Exercise aim: The required output is all lines below that contain the word "unwrap".

Stored data entries:
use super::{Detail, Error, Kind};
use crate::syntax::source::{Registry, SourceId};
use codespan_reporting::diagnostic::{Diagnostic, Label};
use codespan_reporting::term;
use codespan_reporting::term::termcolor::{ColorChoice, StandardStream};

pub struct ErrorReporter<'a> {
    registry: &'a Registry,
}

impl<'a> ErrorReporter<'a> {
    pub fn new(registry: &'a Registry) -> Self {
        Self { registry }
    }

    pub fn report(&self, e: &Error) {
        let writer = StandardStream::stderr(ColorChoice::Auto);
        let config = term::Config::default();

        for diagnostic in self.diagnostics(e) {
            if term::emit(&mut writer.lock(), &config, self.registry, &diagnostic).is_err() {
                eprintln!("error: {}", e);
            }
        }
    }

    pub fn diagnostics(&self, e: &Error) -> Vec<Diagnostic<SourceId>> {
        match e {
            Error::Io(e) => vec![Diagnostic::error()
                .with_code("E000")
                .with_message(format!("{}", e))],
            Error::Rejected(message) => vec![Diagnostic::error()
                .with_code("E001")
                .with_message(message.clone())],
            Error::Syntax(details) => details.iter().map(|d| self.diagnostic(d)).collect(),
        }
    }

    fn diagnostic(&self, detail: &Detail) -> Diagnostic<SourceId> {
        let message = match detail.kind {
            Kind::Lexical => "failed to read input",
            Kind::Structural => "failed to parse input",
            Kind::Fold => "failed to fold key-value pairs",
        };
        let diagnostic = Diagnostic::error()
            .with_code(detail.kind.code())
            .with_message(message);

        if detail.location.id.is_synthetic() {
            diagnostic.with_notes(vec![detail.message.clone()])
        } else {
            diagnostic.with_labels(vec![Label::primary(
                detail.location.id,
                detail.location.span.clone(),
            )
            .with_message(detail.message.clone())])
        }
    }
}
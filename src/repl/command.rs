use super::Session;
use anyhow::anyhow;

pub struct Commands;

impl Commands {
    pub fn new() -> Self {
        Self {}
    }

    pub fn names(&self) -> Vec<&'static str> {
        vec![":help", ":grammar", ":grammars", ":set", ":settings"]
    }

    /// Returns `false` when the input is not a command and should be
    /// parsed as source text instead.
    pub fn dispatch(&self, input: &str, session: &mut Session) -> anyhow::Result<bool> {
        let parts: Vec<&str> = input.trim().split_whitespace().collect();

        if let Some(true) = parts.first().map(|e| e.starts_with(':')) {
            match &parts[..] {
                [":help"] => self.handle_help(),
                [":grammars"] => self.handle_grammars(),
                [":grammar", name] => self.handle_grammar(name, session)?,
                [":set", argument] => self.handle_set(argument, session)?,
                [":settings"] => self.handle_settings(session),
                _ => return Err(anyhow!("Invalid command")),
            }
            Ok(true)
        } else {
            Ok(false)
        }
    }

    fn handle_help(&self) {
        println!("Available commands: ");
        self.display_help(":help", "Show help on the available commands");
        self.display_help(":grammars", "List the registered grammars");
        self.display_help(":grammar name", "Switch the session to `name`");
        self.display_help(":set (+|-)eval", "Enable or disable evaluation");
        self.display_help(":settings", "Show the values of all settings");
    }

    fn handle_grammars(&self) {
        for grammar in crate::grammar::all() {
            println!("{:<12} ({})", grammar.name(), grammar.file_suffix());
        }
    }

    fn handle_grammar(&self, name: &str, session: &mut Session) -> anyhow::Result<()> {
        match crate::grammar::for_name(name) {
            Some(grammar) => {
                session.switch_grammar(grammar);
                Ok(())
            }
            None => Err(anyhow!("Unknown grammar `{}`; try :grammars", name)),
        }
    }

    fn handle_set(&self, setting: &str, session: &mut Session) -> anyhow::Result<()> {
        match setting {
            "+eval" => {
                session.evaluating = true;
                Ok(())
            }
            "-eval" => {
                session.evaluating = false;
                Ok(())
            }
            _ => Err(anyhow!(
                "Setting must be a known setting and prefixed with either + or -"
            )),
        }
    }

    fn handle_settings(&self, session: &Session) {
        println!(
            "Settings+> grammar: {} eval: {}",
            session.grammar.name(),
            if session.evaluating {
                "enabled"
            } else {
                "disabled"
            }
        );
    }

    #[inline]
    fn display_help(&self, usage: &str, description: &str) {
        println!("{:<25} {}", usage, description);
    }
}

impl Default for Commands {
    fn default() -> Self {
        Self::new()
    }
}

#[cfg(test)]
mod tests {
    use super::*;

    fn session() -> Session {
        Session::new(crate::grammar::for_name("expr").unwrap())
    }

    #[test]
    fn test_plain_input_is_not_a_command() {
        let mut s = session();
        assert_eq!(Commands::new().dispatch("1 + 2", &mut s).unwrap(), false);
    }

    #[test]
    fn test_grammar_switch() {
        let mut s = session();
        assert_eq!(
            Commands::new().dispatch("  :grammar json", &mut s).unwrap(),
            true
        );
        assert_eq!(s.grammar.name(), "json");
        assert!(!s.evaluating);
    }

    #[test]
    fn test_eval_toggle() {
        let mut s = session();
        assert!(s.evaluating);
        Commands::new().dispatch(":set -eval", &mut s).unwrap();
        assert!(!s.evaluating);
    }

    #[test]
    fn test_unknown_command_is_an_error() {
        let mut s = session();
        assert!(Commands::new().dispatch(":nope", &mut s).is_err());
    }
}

Result of this exercise:
        Session::new(crate::grammar::for_name("expr").unwrap())
        assert_eq!(Commands::new().dispatch("1 + 2", &mut s).unwrap(), false);
            Commands::new().dispatch("  :grammar json", &mut s).unwrap(),
        Commands::new().dispatch(":set -eval", &mut s).unwrap();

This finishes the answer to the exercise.